The lines to extract run from the first line of the entries through the line that contains "for point in points"; reproduce exactly those lines and no others.

*** Opening Information shown ***

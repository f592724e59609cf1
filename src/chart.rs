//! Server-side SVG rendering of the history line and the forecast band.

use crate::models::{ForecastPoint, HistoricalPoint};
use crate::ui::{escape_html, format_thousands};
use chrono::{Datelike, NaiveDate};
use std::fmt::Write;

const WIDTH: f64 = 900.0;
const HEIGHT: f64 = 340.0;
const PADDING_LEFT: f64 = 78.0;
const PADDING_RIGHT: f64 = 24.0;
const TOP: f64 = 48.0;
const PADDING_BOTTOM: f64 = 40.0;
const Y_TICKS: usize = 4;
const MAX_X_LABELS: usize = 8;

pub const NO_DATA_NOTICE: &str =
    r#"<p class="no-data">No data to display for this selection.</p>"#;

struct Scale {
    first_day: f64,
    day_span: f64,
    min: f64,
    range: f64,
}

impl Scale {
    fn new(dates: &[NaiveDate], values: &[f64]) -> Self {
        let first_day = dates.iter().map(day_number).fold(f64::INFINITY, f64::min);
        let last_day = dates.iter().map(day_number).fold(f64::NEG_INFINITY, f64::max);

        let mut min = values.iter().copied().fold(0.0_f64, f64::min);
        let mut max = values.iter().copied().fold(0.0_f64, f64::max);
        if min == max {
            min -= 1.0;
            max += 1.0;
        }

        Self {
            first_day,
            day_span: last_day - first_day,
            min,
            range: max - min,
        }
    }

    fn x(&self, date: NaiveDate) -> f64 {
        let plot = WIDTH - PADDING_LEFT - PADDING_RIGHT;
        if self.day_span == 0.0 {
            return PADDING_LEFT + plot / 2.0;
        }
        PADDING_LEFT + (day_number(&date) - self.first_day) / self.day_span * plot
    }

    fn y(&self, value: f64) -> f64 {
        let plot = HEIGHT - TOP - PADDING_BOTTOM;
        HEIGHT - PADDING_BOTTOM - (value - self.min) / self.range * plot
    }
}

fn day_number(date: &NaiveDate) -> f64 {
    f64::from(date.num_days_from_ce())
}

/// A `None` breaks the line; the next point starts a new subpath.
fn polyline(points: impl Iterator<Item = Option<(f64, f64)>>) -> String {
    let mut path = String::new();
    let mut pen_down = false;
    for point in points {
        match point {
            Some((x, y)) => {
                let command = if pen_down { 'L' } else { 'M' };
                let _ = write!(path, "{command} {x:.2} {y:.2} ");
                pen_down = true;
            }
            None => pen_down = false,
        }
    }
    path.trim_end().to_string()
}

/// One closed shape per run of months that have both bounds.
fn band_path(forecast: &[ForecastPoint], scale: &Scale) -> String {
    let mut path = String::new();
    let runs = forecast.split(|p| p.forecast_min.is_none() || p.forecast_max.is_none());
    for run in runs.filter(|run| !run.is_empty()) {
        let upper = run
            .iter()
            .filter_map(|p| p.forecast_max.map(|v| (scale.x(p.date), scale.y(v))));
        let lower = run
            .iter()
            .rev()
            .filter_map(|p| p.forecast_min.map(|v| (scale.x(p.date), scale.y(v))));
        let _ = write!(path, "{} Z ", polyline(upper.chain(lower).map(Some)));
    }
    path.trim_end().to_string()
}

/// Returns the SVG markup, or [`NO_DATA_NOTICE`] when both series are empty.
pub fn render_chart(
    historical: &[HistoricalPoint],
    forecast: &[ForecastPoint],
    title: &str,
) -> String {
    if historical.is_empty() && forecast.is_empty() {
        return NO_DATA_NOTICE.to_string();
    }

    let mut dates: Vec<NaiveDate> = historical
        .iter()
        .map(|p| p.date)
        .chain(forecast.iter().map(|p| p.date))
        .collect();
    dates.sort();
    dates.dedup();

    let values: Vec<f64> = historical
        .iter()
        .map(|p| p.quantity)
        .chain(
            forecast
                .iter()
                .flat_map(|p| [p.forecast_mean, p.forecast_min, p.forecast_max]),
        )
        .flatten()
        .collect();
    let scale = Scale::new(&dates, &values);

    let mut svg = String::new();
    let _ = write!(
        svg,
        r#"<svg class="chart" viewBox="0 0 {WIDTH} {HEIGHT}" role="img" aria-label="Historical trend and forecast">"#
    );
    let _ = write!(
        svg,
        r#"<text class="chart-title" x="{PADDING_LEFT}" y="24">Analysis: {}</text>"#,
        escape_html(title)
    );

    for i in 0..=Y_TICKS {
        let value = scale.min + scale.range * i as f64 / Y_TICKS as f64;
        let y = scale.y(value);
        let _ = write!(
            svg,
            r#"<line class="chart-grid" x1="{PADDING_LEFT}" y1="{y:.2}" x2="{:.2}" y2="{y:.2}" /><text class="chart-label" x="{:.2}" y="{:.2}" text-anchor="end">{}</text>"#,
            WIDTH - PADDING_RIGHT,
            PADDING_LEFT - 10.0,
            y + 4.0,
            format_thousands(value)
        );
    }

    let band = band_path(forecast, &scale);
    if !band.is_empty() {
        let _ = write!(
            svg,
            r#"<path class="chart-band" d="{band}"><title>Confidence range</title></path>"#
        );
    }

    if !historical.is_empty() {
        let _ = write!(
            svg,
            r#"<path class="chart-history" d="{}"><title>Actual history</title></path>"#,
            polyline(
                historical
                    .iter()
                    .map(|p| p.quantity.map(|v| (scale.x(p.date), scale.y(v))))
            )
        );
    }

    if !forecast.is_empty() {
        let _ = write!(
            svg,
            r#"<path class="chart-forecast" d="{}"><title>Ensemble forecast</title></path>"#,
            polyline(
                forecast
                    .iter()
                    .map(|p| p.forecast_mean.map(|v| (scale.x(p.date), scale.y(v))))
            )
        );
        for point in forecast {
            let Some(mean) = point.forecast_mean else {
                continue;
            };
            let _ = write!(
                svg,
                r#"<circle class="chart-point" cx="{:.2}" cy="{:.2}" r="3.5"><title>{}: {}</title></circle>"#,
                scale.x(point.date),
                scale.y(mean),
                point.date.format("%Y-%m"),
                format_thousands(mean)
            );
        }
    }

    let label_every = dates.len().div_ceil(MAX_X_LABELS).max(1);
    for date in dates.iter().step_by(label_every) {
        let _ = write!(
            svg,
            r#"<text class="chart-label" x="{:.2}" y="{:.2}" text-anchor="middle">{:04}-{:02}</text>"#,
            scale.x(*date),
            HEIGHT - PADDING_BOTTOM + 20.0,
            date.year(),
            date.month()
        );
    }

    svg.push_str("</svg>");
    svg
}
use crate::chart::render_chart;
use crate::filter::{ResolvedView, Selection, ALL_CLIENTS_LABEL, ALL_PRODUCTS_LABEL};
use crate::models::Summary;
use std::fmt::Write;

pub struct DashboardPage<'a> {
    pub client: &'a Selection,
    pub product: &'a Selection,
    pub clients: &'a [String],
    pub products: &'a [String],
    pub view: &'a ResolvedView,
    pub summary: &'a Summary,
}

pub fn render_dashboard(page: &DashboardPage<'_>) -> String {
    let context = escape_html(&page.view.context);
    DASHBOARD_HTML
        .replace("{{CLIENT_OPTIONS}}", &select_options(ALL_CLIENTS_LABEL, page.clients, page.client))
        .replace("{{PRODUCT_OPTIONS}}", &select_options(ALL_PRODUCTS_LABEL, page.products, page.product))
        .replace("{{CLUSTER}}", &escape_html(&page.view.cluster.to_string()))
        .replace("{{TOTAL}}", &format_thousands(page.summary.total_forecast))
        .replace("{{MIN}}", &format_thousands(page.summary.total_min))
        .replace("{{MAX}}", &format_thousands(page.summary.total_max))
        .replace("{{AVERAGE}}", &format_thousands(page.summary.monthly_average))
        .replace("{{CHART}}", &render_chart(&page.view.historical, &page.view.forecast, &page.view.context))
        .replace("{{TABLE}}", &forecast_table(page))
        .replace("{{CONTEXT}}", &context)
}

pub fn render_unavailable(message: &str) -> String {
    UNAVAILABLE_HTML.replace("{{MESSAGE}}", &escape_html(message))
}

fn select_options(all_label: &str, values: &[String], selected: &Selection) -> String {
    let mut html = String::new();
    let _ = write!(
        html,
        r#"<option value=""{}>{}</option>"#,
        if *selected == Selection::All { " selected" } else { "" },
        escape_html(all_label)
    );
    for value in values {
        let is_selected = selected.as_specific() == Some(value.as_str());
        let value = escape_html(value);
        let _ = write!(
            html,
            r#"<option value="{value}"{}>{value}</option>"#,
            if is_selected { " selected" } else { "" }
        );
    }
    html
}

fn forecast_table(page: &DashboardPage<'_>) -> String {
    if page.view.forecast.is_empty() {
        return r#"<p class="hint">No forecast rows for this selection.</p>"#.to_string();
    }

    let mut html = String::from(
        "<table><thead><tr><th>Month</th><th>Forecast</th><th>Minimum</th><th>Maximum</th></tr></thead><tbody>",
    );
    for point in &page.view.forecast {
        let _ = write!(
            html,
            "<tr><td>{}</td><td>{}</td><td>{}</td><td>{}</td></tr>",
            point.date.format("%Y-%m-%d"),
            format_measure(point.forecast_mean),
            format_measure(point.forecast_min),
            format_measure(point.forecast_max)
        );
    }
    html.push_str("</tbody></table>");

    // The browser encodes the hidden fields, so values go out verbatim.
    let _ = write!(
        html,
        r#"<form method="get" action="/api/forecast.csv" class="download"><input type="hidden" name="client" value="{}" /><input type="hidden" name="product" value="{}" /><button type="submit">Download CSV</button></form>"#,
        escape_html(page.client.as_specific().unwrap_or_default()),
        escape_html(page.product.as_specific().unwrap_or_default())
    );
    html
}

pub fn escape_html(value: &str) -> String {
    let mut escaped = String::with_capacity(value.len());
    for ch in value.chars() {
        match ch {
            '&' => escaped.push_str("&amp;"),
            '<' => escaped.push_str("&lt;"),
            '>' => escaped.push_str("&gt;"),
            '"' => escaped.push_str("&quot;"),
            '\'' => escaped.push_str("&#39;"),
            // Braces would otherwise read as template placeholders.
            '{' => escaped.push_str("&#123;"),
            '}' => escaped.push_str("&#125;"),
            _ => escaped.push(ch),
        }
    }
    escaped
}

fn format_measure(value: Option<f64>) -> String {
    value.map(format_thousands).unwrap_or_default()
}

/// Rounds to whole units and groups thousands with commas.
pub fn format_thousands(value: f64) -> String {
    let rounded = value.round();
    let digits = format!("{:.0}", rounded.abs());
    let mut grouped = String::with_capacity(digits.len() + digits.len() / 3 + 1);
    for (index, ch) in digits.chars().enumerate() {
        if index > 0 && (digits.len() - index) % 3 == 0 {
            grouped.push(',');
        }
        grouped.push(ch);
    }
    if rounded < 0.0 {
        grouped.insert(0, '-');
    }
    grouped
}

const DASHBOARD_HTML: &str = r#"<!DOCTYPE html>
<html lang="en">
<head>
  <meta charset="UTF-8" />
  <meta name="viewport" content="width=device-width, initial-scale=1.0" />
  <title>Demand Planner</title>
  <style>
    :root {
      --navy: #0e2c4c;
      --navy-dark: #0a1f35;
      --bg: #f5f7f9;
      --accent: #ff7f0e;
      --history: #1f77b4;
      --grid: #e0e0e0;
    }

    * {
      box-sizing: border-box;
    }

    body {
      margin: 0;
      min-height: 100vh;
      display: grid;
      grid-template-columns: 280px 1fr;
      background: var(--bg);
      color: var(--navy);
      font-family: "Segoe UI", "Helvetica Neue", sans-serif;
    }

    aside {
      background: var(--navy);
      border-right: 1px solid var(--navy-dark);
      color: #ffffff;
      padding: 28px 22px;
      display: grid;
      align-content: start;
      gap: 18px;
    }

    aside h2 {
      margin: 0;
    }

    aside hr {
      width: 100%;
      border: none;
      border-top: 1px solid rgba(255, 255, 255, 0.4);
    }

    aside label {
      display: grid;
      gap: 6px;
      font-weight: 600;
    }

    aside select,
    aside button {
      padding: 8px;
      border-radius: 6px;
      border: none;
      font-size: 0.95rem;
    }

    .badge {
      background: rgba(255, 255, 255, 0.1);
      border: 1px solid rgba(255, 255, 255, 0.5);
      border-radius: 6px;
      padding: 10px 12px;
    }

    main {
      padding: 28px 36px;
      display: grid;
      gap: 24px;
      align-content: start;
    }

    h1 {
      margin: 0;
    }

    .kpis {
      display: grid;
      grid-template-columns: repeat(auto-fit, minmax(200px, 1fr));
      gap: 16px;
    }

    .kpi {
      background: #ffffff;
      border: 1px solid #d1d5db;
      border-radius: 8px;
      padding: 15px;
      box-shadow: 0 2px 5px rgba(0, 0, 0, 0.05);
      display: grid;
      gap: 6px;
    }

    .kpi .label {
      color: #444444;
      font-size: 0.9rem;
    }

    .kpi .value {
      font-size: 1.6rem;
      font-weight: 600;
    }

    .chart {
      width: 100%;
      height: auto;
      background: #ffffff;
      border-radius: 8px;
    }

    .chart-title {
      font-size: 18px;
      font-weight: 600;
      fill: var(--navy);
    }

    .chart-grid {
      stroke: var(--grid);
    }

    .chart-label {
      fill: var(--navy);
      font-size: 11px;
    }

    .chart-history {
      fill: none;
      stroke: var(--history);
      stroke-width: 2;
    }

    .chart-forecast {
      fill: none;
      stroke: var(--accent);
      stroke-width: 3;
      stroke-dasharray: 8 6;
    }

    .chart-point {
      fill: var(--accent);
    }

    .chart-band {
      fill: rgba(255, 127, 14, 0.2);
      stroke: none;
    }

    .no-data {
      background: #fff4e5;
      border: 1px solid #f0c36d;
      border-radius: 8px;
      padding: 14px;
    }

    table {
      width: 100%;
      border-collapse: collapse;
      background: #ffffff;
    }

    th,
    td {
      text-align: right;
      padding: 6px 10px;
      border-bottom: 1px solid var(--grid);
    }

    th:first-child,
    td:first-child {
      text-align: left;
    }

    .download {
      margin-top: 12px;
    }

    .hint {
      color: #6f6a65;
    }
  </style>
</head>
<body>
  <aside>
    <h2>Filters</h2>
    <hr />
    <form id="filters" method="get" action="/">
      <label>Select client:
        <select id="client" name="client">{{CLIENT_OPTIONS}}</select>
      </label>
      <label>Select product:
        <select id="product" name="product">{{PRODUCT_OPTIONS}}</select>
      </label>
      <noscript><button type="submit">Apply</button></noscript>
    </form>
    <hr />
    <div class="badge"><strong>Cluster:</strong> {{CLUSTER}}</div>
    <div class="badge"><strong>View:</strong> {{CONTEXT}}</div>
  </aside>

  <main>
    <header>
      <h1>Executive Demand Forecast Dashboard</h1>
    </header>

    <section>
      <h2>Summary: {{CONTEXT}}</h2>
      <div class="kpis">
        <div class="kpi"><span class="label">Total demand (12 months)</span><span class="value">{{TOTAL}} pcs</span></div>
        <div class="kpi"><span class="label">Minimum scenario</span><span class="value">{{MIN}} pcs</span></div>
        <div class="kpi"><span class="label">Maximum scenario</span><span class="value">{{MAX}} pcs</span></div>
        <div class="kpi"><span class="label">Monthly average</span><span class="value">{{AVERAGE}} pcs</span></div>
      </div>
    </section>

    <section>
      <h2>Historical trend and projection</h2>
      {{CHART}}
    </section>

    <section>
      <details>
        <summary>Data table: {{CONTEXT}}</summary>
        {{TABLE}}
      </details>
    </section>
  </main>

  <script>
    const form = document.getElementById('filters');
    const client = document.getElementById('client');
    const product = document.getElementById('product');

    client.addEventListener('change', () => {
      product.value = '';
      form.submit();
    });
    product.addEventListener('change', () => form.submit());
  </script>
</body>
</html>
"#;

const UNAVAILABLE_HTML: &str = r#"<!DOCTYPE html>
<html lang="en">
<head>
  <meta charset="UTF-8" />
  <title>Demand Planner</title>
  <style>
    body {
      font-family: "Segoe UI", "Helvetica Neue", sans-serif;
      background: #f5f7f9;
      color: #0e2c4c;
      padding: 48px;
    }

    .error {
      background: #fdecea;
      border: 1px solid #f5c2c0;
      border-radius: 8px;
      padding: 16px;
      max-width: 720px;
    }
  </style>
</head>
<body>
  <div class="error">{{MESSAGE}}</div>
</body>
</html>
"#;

*** Closing Information shown ***

§ **Task answer**:
repository f592724e59609cf1
filename src/chart.rs
//! Server-side SVG rendering of the history line and the forecast band.

use crate::models::{ForecastPoint, HistoricalPoint};
use crate::ui::{escape_html, format_thousands};
use chrono::{Datelike, NaiveDate};
use std::fmt::Write;

const WIDTH: f64 = 900.0;
const HEIGHT: f64 = 340.0;
const PADDING_LEFT: f64 = 78.0;
const PADDING_RIGHT: f64 = 24.0;
const TOP: f64 = 48.0;
const PADDING_BOTTOM: f64 = 40.0;
const Y_TICKS: usize = 4;
const MAX_X_LABELS: usize = 8;

pub const NO_DATA_NOTICE: &str =
    r#"<p class="no-data">No data to display for this selection.</p>"#;

struct Scale {
    first_day: f64,
    day_span: f64,
    min: f64,
    range: f64,
}

impl Scale {
    fn new(dates: &[NaiveDate], values: &[f64]) -> Self {
        let first_day = dates.iter().map(day_number).fold(f64::INFINITY, f64::min);
        let last_day = dates.iter().map(day_number).fold(f64::NEG_INFINITY, f64::max);

        let mut min = values.iter().copied().fold(0.0_f64, f64::min);
        let mut max = values.iter().copied().fold(0.0_f64, f64::max);
        if min == max {
            min -= 1.0;
            max += 1.0;
        }

        Self {
            first_day,
            day_span: last_day - first_day,
            min,
            range: max - min,
        }
    }

    fn x(&self, date: NaiveDate) -> f64 {
        let plot = WIDTH - PADDING_LEFT - PADDING_RIGHT;
        if self.day_span == 0.0 {
            return PADDING_LEFT + plot / 2.0;
        }
        PADDING_LEFT + (day_number(&date) - self.first_day) / self.day_span * plot
    }

    fn y(&self, value: f64) -> f64 {
        let plot = HEIGHT - TOP - PADDING_BOTTOM;
        HEIGHT - PADDING_BOTTOM - (value - self.min) / self.range * plot
    }
}

fn day_number(date: &NaiveDate) -> f64 {
    f64::from(date.num_days_from_ce())
}

/// A `None` breaks the line; the next point starts a new subpath.
fn polyline(points: impl Iterator<Item = Option<(f64, f64)>>) -> String {
    let mut path = String::new();
    let mut pen_down = false;
    for point in points {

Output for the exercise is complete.